Data:
* * * * * * *
//! StagePlan - topological layering of payload entries
//!
//! Entries are indexed into an arena (id → dependency ids) and layered with an
//! iterative fixed-point loop:
//! - Stage 0: entries without a dependency list (ready, deferred, untagged producers)
//! - Stage k: entries whose in-payload dependencies all sit in stages < k
//!
//! Names that are not keys of the payload are dropped while indexing, so they
//! never hold an entry back. Entries that never become eligible are reported as
//! unplanned, together with one dependency cycle among them.

use std::fmt;
use std::sync::Arc;

use rustc_hash::FxHashMap;
use smallvec::SmallVec;

use crate::error::StagehandError;
use crate::payload::{get_deps, Payload};

/// In-payload dependency ids, `None` when the entry carries no dependency list
type IdDeps = Option<SmallVec<[usize; 4]>>;

struct Arena {
    keys: Vec<Arc<str>>,
    deps: Vec<IdDeps>,
}

impl Arena {
    fn index(payload: &Payload) -> Self {
        let keys: Vec<Arc<str>> = payload.keys().cloned().collect();
        let ids: FxHashMap<&str, usize> = keys
            .iter()
            .enumerate()
            .map(|(id, key)| (key.as_ref(), id))
            .collect();

        let deps = payload
            .iter()
            .map(|(_, entry)| match get_deps(entry) {
                Some(names) if !names.is_empty() => Some(
                    names
                        .iter()
                        .filter_map(|name| ids.get(name.as_ref()).copied())
                        .collect(),
                ),
                _ => None,
            })
            .collect();

        Self { keys, deps }
    }

    fn dependencies(&self, id: usize) -> impl Iterator<Item = usize> + '_ {
        self.deps[id].iter().flatten().copied()
    }
}

/// Ordered stages of payload keys
#[derive(Debug, Clone, Default, PartialEq, Eq)]
pub struct StagePlan {
    stages: Vec<Vec<Arc<str>>>,
    unplanned: Vec<Arc<str>>,
    /// One dependency cycle among the unplanned keys, first key repeated at the end
    cycle: Vec<Arc<str>>,
}

impl StagePlan {
    /// Layer the entries of `payload` into stages
    pub fn build(payload: &Payload) -> Self {
        let arena = Arena::index(payload);
        let count = arena.keys.len();
        let mut stage_of: Vec<Option<usize>> = vec![None; count];
        let mut stage_ids: Vec<Vec<usize>> = Vec::new();

        let first: Vec<usize> = (0..count).filter(|&id| arena.deps[id].is_none()).collect();
        if !first.is_empty() {
            for &id in &first {
                stage_of[id] = Some(0);
            }
            stage_ids.push(first);
        }

        loop {
            let current = stage_ids.len();
            let eligible: Vec<usize> = (0..count)
                .filter(|&id| stage_of[id].is_none())
                .filter(|&id| arena.dependencies(id).all(|dep| stage_of[dep].is_some()))
                .collect();

            if eligible.is_empty() {
                break;
            }
            for &id in &eligible {
                stage_of[id] = Some(current);
            }
            stage_ids.push(eligible);
        }

        let unplanned_ids: Vec<usize> = (0..count).filter(|&id| stage_of[id].is_none()).collect();
        let cycle = unplanned_ids
            .first()
            .map(|&start| find_cycle(&arena, &stage_of, start))
            .unwrap_or_default();

        let key = |id: usize| Arc::clone(&arena.keys[id]);
        Self {
            stages: stage_ids
                .into_iter()
                .map(|ids| ids.into_iter().map(key).collect())
                .collect(),
            unplanned: unplanned_ids.into_iter().map(key).collect(),
            cycle: cycle.into_iter().map(key).collect(),
        }
    }

    pub fn stages(&self) -> &[Vec<Arc<str>>] {
        &self.stages
    }

    /// Number of stages
    pub fn len(&self) -> usize {
        self.stages.len()
    }

    pub fn is_empty(&self) -> bool {
        self.stages.is_empty()
    }

    /// Keys that never became eligible (cycle or dependency on one)
    pub fn unplanned(&self) -> &[Arc<str>] {
        &self.unplanned
    }

    /// True when every key was assigned to a stage
    pub fn is_complete(&self) -> bool {
        self.unplanned.is_empty()
    }

    /// Stage index of `key`
    pub fn depth_of(&self, key: &str) -> Option<usize> {
        self.stages
            .iter()
            .position(|stage| stage.iter().any(|k| k.as_ref() == key))
    }

    /// Cycle path such as `a → b → a`, empty for complete plans
    pub fn cycle_path(&self) -> String {
        self.cycle
            .iter()
            .map(|k| k.as_ref())
            .collect::<Vec<_>>()
            .join(" → ")
    }

    /// Fail with `CycleDetected` when some keys were left unplanned
    pub fn ensure_complete(&self) -> Result<(), StagehandError> {
        if self.is_complete() {
            return Ok(());
        }
        Err(StagehandError::CycleDetected {
            cycle: self.cycle_path(),
            unplanned: self.unplanned.iter().map(|k| k.to_string()).collect(),
        })
    }
}

impl fmt::Display for StagePlan {
    fn fmt(&self, f: &mut fmt::Formatter<'_>) -> fmt::Result {
        for (depth, stage) in self.stages.iter().enumerate() {
            let keys: Vec<&str> = stage.iter().map(|k| k.as_ref()).collect();
            writeln!(f, "[{}] {}", depth, keys.join(", "))?;
        }
        if !self.unplanned.is_empty() {
            let keys: Vec<&str> = self.unplanned.iter().map(|k| k.as_ref()).collect();
            writeln!(f, "[unplanned] {}", keys.join(", "))?;
        }
        Ok(())
    }
}

/// Walk unplanned dependencies from `start` until a key repeats.
///
/// Every unplanned entry has at least one unplanned dependency, so the walk
/// always closes a cycle.
fn find_cycle(arena: &Arena, stage_of: &[Option<usize>], start: usize) -> Vec<usize> {
    let mut position: FxHashMap<usize, usize> = FxHashMap::default();
    let mut path: Vec<usize> = Vec::new();
    let mut current = start;

    loop {
        if let Some(&at) = position.get(&current) {
            let mut cycle = path.split_off(at);
            cycle.push(current);
            return cycle;
        }
        position.insert(current, path.len());
        path.push(current);

        match arena.dependencies(current).find(|&dep| stage_of[dep].is_none()) {
            Some(next) => current = next,
            None => return path,
        }
    }
}

#[cfg(test)]
mod tests {
    use super::*;
    use crate::payload::{deferred, inject_fn, ready, Entry};
    use serde_json::{json, Value};

    fn producer(names: &[&str]) -> Entry {
        inject_fn(|_| Ok(Value::Null)).on(names.iter().copied())
    }

    fn stage_keys(plan: &StagePlan) -> Vec<Vec<&str>> {
        plan.stages()
            .iter()
            .map(|s| s.iter().map(|k| k.as_ref()).collect())
            .collect()
    }

    #[test]
    fn independent_entries_share_one_stage() {
        let payload = Payload::new()
            .with("a", deferred(async { Ok(json!(1)) }))
            .with("b", deferred(async { Ok(json!(2)) }))
            .with("c", ready(3));
        let plan = StagePlan::build(&payload);
        assert_eq!(stage_keys(&plan), vec![vec!["a", "b", "c"]]);
        assert!(plan.is_complete());
    }

    #[test]
    fn chain_is_layered_in_order() {
        let payload = Payload::new()
            .with("p1", ready(1))
            .with("p2", ready(2))
            .with("p3", producer(&["p2"]))
            .with("p4", producer(&["p3"]));
        let plan = StagePlan::build(&payload);
        assert_eq!(
            stage_keys(&plan),
            vec![vec!["p1", "p2"], vec!["p3"], vec!["p4"]]
        );
        assert_eq!(plan.depth_of("p4"), Some(2));
        assert_eq!(plan.depth_of("missing"), None);
    }

    #[test]
    fn declaration_order_does_not_matter() {
        let payload = Payload::new()
            .with("p4", producer(&["p3"]))
            .with("p3", producer(&["p1"]))
            .with("p1", ready(1));
        let plan = StagePlan::build(&payload);
        assert_eq!(stage_keys(&plan), vec![vec!["p1"], vec!["p3"], vec!["p4"]]);
    }

    #[test]
    fn foreign_names_are_satisfied() {
        let payload = Payload::new()
            .with("a", ready(1))
            .with("b", producer(&["a", "nowhere"]))
            .with("c", producer(&["ghost"]));
        let plan = StagePlan::build(&payload);
        assert_eq!(stage_keys(&plan), vec![vec!["a"], vec!["b", "c"]]);
    }

    #[test]
    fn untagged_producer_lands_in_first_stage() {
        let payload = Payload::new()
            .with("a", producer(&[]))
            .with("b", producer(&["a"]));
        let plan = StagePlan::build(&payload);
        assert_eq!(stage_keys(&plan), vec![vec!["a"], vec!["b"]]);
    }

    #[test]
    fn empty_payload_has_no_stages() {
        let plan = StagePlan::build(&Payload::new());
        assert!(plan.is_empty());
        assert!(plan.is_complete());
    }

    #[test]
    fn cycle_leaves_keys_unplanned() {
        let payload = Payload::new()
            .with("root", ready(1))
            .with("a", producer(&["b"]))
            .with("b", producer(&["a"]))
            .with("c", producer(&["b"]));
        let plan = StagePlan::build(&payload);

        assert_eq!(stage_keys(&plan), vec![vec!["root"]]);
        let unplanned: Vec<&str> = plan.unplanned().iter().map(|k| k.as_ref()).collect();
        assert_eq!(unplanned, vec!["a", "b", "c"]);
        assert_eq!(plan.cycle_path(), "a → b → a");

        let err = plan.ensure_complete().unwrap_err();
        assert!(err.to_string().contains("STG-010"));
    }

    #[test]
    fn self_dependency_is_cycle() {
        let payload = Payload::new().with("a", producer(&["a"]));
        let plan = StagePlan::build(&payload);
        assert!(plan.is_empty());
        assert_eq!(plan.cycle_path(), "a → a");
    }

    #[test]
    fn dependent_on_cycle_reports_the_cycle_only() {
        let payload = Payload::new()
            .with("tail", producer(&["x"]))
            .with("x", producer(&["y"]))
            .with("y", producer(&["x"]));
        let plan = StagePlan::build(&payload);
        assert_eq!(plan.cycle_path(), "x → y → x");
    }

    #[test]
    fn display_lists_stages() {
        let payload = Payload::new()
            .with("a", ready(1))
            .with("b", producer(&["a"]));
        let plan = StagePlan::build(&payload);
        assert_eq!(plan.to_string(), "[0] a\n[1] b\n");
    }
}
* * * * * * *
Copy each line of the listing above that contains the word "match".

Answer box:
            .map(|(_, entry)| match get_deps(entry) {
        match arena.dependencies(current).find(|&dep| stage_of[dep].is_none()) {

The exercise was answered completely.